Emma Hodgson   |   27-09-2025

The Spring Summer 2026 show marked a turning point for Versace. For the first time since the House was founded in 1978, a collection was presented without a member of the Versace family at the creative helm.

Instead, new creative director Dario Vitale was in the lead role in arguably one of the most challenging debuts the industry has seen for some time. For his first collection for Versace, he made the astute decision to go back to the house codes, and particuarly Gianni Versace’s late ’80s designs.

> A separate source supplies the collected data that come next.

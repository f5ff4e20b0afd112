//! Aggregate summaries over enriched trade records.
//!
//! Groups records by year, HS code, model name and importer (IEC) and
//! computes totals, averages and each group's share of the overall value.
//! All functions are pure; records without the grouping key are left out
//! of that summary.

use crate::constants::UNKNOWN_HSN_DESCRIPTION;
use crate::models::TradeRecord;
use serde::{Deserialize, Serialize};
use std::collections::BTreeMap;

/// Totals for one calendar year
#[derive(Debug, Clone, PartialEq, Serialize, Deserialize)]
pub struct YearSummary {
    pub year: i32,
    pub total_value_inr: f64,
    pub duty_paid_inr: f64,
    pub grand_total_inr: f64,
    /// Grand-total growth over the previous listed year, as a fraction
    pub yoy_growth: Option<f64>,
}

/// Totals for one HS code
#[derive(Debug, Clone, PartialEq, Serialize, Deserialize)]
pub struct HsnSummary {
    pub hs_code: String,
    pub hsn_description: String,
    pub total_value_inr: f64,
    pub duty_paid_inr: f64,
    pub grand_total_inr: f64,
    /// Fraction of the grand total across all HS codes
    pub contribution: f64,
}

/// Totals for one model name
#[derive(Debug, Clone, PartialEq, Serialize, Deserialize)]
pub struct ModelSummary {
    pub model_name: String,
    pub total_quantity: u64,
    pub total_value_inr: f64,
    pub avg_unit_price_usd: f64,
    pub avg_unit_price_inr: f64,
    /// Fraction of the total value across all models
    pub share: f64,
}

/// Totals for one importer
#[derive(Debug, Clone, PartialEq, Serialize, Deserialize)]
pub struct SupplierSummary {
    pub iec: String,
    pub total_value_inr: f64,
    pub total_quantity: u64,
    /// Fraction of the total value across all importers
    pub share: f64,
}

/// Every summary for one batch of records
#[derive(Debug, Clone, Default, PartialEq, Serialize, Deserialize)]
pub struct TradeSummary {
    pub record_count: usize,
    /// Grand total over every record, grouped or not
    pub grand_total_inr: f64,
    pub years: Vec<YearSummary>,
    pub hs_codes: Vec<HsnSummary>,
    pub models: Vec<ModelSummary>,
    pub suppliers: Vec<SupplierSummary>,
}

impl TradeSummary {
    /// Build all summaries from enriched records
    pub fn build(records: &[TradeRecord]) -> Self {
        Self {
            record_count: records.len(),
            grand_total_inr: records.iter().map(TradeRecord::grand_total).sum(),
            years: year_summary(records),
            hs_codes: hsn_summary(records),
            models: model_summary(records),
            suppliers: supplier_summary(records),
        }
    }
}

fn ratio(part: f64, whole: f64) -> f64 {
    if whole == 0.0 { 0.0 } else { part / whole }
}

fn non_blank(value: &str) -> Option<&str> {
    let trimmed = value.trim();
    (!trimmed.is_empty()).then_some(trimmed)
}

/// Per-year totals in ascending year order
pub fn year_summary(records: &[TradeRecord]) -> Vec<YearSummary> {
    let mut by_year: BTreeMap<i32, (f64, f64, f64)> = BTreeMap::new();

    for record in records {
        if let Some(year) = record.year {
            let totals = by_year.entry(year).or_default();
            totals.0 += record.total_value_inr;
            totals.1 += record.duty_paid_inr;
            totals.2 += record.grand_total();
        }
    }

    let mut previous: Option<f64> = None;
    by_year
        .into_iter()
        .map(|(year, (total_value_inr, duty_paid_inr, grand_total_inr))| {
            let yoy_growth = previous
                .filter(|prev| *prev != 0.0)
                .map(|prev| (grand_total_inr - prev) / prev);
            previous = Some(grand_total_inr);

            YearSummary {
                year,
                total_value_inr,
                duty_paid_inr,
                grand_total_inr,
                yoy_growth,
            }
        })
        .collect()
}

/// Per-HS-code totals in code order
pub fn hsn_summary(records: &[TradeRecord]) -> Vec<HsnSummary> {
    let mut by_code: BTreeMap<&str, HsnSummary> = BTreeMap::new();

    for record in records {
        let Some(code) = non_blank(&record.hs_code) else {
            continue;
        };

        let entry = by_code.entry(code).or_insert_with(|| HsnSummary {
            hs_code: code.to_string(),
            hsn_description: record
                .hsn_description
                .clone()
                .unwrap_or_else(|| UNKNOWN_HSN_DESCRIPTION.to_string()),
            total_value_inr: 0.0,
            duty_paid_inr: 0.0,
            grand_total_inr: 0.0,
            contribution: 0.0,
        });
        entry.total_value_inr += record.total_value_inr;
        entry.duty_paid_inr += record.duty_paid_inr;
        entry.grand_total_inr += record.grand_total();
    }

    let overall: f64 = by_code.values().map(|s| s.grand_total_inr).sum();
    by_code
        .into_values()
        .map(|mut summary| {
            summary.contribution = ratio(summary.grand_total_inr, overall);
            summary
        })
        .collect()
}

/// Per-model totals and average unit prices in model-name order
pub fn model_summary(records: &[TradeRecord]) -> Vec<ModelSummary> {
    #[derive(Default)]
    struct Accumulator {
        quantity: u64,
        value: f64,
        usd_prices: f64,
        inr_prices: f64,
        count: usize,
    }

    let mut by_model: BTreeMap<&str, Accumulator> = BTreeMap::new();
    for record in records {
        let Some(model) = non_blank(&record.model_name) else {
            continue;
        };

        let acc = by_model.entry(model).or_default();
        acc.quantity = acc.quantity.saturating_add(record.quantity);
        acc.value += record.total_value_inr;
        acc.usd_prices += record.unit_price_usd;
        acc.inr_prices += record.unit_price_inr;
        acc.count += 1;
    }

    let overall: f64 = by_model.values().map(|acc| acc.value).sum();
    by_model
        .into_iter()
        .map(|(model, acc)| {
            let count = acc.count as f64;
            ModelSummary {
                model_name: model.to_string(),
                total_quantity: acc.quantity,
                total_value_inr: acc.value,
                avg_unit_price_usd: acc.usd_prices / count,
                avg_unit_price_inr: acc.inr_prices / count,
                share: ratio(acc.value, overall),
            }
        })
        .collect()
}

/// Per-importer totals in IEC order
pub fn supplier_summary(records: &[TradeRecord]) -> Vec<SupplierSummary> {
    let mut by_iec: BTreeMap<&str, (f64, u64)> = BTreeMap::new();

    for record in records {
        if let Some(iec) = non_blank(&record.iec) {
            let totals = by_iec.entry(iec).or_default();
            totals.0 += record.total_value_inr;
            totals.1 = totals.1.saturating_add(record.quantity);
        }
    }

    let overall: f64 = by_iec.values().map(|(value, _)| value).sum();
    by_iec
        .into_iter()
        .map(|(iec, (total_value_inr, total_quantity))| SupplierSummary {
            iec: iec.to_string(),
            total_value_inr,
            total_quantity,
            share: ratio(total_value_inr, overall),
        })
        .collect()
}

The collection drew on the foundations of the brand, unearthing its essence through archival materials that included letters, photographs and ephemera. These references were not simply studied but embodied, expressed through clothing that carried forward the dualities on which Versace was built: body and mind, restraint and indulgence, elegance and impulse. 

Staged at the Pinacoteca Ambrosiana in Milan, the setting underscored both the weight of history and the sense of renewal shaping this season. The show explored profoundly Italian codes of dress, yet with a disruptive edge. Classical influences and the grandeur of Magna Grecia informed the collection, but they were twisted to highlight contradiction and sensuality. 

Archive-rooted tailoring, shirting, denim and leather were reframed for contemporary life. The refined markers of bourgeois style were countered with a reckless sensuality, producing looks that felt simultaneously polished and undone. Versace’s signature metal dresses appeared with an ease that suggested everyday wear, while art deco accents pointed towards decadence for its own sake.

Layered styling pushed the dialogue between classicism and streetwear. Patched leather blousons, striped denim and knitwear over crisp shirts highlighted Italian precision reinterpreted for modern contexts. Each garment was designed to feel lived in, responsive to the body in movement.

Colour was also key. Denim appeared in saturated Mediterranean tones, leather was etched and patched for tactile impact, and prints carried the House’s signature lurid palette. Trompe l’œil chains, elaborate beading and tightly draped silhouettes reinforced an atmosphere of glamour and control.

The collection functioned as both homage and redefinition. By engaging directly with the House’s archive and its mythology, Versace presented a language of dressing that is sensual, contradictory and unrestrained. In the absence of a family name at the helm, this season positioned Versace as a brand firmly rooted in its past yet recalibrated for a new era.